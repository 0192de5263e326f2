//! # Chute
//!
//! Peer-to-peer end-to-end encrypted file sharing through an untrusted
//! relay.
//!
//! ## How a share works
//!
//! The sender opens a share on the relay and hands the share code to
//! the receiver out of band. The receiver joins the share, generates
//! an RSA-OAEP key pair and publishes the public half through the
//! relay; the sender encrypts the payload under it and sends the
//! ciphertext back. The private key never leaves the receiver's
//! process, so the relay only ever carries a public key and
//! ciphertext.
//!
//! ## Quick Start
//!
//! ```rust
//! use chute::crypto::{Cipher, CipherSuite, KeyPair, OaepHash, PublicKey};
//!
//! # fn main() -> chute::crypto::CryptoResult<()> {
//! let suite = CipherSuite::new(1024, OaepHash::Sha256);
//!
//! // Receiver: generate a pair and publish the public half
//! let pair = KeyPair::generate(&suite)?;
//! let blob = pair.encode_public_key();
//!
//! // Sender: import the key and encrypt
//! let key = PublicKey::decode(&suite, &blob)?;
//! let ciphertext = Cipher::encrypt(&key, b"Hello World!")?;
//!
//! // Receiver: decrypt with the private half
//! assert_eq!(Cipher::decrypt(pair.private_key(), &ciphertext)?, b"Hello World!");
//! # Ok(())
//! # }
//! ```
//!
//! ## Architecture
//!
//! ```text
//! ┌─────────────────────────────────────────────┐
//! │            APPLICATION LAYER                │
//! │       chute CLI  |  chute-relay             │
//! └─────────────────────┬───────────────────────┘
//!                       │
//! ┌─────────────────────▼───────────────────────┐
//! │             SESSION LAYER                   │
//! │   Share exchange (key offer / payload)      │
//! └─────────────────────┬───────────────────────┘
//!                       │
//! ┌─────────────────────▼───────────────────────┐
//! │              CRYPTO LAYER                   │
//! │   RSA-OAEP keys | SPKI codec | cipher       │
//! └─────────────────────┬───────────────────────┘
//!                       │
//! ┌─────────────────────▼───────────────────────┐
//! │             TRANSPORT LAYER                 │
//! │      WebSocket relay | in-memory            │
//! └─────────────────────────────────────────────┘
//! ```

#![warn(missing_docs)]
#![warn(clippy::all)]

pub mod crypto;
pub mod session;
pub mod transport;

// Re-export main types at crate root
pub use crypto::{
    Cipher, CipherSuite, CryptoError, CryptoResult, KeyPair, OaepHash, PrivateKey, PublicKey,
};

---

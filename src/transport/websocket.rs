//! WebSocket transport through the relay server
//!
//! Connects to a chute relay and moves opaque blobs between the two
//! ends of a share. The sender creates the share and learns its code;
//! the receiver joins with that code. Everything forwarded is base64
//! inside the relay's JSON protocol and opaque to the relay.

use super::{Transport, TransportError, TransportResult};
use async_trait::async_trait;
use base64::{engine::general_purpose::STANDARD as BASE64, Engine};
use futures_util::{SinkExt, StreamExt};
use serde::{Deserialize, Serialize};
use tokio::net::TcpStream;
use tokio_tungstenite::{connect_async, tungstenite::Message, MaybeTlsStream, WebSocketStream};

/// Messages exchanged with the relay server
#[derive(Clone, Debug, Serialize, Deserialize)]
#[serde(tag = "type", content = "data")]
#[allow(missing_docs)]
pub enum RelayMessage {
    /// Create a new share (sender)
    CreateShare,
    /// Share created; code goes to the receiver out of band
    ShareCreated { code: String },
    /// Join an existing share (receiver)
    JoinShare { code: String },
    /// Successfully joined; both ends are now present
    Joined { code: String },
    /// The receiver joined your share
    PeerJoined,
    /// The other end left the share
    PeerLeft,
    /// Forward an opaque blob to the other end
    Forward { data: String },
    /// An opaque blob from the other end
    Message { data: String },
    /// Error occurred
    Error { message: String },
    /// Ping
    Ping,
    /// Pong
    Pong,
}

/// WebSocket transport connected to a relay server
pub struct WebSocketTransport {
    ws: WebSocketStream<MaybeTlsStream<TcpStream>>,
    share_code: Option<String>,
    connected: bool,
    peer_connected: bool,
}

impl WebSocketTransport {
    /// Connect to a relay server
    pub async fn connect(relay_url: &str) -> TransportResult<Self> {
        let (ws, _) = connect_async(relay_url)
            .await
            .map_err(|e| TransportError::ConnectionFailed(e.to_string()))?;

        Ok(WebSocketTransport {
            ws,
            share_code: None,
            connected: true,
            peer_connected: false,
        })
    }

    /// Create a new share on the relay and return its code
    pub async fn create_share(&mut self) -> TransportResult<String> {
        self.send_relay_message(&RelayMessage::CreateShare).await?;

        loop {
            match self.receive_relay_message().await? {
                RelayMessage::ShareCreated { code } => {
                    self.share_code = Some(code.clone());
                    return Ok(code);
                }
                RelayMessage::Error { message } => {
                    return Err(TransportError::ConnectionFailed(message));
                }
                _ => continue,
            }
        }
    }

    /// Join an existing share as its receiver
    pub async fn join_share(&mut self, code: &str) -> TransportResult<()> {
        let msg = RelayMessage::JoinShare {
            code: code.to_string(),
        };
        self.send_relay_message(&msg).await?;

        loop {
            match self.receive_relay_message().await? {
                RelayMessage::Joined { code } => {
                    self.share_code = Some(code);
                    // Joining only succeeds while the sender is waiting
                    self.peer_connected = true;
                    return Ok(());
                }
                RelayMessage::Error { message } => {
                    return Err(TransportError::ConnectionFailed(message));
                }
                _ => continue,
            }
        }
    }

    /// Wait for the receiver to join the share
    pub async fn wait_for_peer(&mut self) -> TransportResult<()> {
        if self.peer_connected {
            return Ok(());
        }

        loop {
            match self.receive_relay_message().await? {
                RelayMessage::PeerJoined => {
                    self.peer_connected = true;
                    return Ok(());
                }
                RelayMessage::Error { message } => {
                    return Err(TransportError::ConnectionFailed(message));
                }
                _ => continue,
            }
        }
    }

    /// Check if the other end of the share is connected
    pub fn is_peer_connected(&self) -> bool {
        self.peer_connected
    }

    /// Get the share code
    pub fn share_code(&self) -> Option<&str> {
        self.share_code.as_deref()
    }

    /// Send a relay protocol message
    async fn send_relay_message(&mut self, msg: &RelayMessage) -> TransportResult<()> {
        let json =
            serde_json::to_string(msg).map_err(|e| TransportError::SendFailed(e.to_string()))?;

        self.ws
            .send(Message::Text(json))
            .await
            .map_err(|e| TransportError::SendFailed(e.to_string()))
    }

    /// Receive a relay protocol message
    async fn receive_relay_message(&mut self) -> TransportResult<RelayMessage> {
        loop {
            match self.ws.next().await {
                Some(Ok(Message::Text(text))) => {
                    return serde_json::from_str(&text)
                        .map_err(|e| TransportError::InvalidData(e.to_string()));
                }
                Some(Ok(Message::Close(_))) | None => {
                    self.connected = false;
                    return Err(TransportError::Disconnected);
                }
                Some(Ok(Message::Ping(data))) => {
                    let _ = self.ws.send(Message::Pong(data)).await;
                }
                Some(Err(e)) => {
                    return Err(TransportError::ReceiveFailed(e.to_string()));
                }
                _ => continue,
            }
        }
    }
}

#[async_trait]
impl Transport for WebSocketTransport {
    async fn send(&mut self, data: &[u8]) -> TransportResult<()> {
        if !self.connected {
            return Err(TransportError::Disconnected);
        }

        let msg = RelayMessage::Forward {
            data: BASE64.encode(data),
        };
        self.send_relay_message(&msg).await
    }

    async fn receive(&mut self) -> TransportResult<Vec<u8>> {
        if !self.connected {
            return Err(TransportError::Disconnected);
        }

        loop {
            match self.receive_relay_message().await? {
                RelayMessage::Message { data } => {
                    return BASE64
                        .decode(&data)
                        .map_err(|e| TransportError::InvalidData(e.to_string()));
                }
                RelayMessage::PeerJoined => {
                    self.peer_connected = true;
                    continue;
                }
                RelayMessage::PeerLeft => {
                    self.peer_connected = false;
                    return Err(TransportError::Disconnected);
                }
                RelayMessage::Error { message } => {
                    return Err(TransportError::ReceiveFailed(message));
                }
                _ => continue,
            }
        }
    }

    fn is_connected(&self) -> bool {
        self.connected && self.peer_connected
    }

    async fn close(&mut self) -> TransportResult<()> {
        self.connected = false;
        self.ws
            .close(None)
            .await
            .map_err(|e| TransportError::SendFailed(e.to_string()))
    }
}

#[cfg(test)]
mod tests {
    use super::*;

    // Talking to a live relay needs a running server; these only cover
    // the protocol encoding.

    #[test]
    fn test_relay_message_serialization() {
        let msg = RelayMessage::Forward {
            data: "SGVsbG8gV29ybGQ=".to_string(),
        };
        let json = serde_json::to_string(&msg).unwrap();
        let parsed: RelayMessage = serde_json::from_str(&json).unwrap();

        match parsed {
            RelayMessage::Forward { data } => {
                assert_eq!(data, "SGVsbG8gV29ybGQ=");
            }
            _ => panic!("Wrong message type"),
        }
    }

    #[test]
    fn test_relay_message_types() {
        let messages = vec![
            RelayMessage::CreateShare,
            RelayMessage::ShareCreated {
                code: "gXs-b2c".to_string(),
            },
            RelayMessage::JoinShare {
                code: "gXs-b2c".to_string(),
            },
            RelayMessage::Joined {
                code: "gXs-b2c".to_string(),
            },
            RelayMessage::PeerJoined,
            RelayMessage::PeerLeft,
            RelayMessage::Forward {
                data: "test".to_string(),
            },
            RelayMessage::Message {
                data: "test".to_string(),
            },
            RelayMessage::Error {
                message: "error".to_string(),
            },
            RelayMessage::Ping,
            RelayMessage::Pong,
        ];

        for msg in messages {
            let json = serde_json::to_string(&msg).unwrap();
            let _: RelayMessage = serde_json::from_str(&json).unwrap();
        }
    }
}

Description of the task: What is asked for is an exact copy of the lines above from the one containing "repository 0192de5263e326f2" through the one containing "half through the", and only those.

Expected output:
repository 0192de5263e326f2
//! # Chute
//!
//! Peer-to-peer end-to-end encrypted file sharing through an untrusted
//! relay.
//!
//! ## How a share works
//!
//! The sender opens a share on the relay and hands the share code to
//! the receiver out of band. The receiver joins the share, generates
//! an RSA-OAEP key pair and publishes the public half through the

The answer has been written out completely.